START LISTED ENTRIES

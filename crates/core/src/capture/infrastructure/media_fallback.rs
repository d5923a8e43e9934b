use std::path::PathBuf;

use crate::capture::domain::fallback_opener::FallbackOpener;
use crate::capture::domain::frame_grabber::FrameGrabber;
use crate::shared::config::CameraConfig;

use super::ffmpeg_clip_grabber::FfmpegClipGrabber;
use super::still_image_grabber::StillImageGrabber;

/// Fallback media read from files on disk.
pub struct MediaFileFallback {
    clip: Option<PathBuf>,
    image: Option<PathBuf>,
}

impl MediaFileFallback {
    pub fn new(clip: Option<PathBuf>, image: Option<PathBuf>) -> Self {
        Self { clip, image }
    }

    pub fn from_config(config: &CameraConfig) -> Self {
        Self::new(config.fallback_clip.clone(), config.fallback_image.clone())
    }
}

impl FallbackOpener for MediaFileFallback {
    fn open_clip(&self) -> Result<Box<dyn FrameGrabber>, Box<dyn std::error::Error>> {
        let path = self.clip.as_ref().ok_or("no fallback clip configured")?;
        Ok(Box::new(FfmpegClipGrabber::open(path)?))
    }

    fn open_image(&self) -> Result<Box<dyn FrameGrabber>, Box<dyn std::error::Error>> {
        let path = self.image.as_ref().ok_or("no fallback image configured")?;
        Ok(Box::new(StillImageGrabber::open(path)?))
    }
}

END LISTED ENTRIES

▶ _WORK TASK_
Show all lines in the entries above where the string "CameraConfig" appears.

▶ _EXERCISE SOLUTION_
use crate::shared::config::CameraConfig;
    pub fn from_config(config: &CameraConfig) -> Self {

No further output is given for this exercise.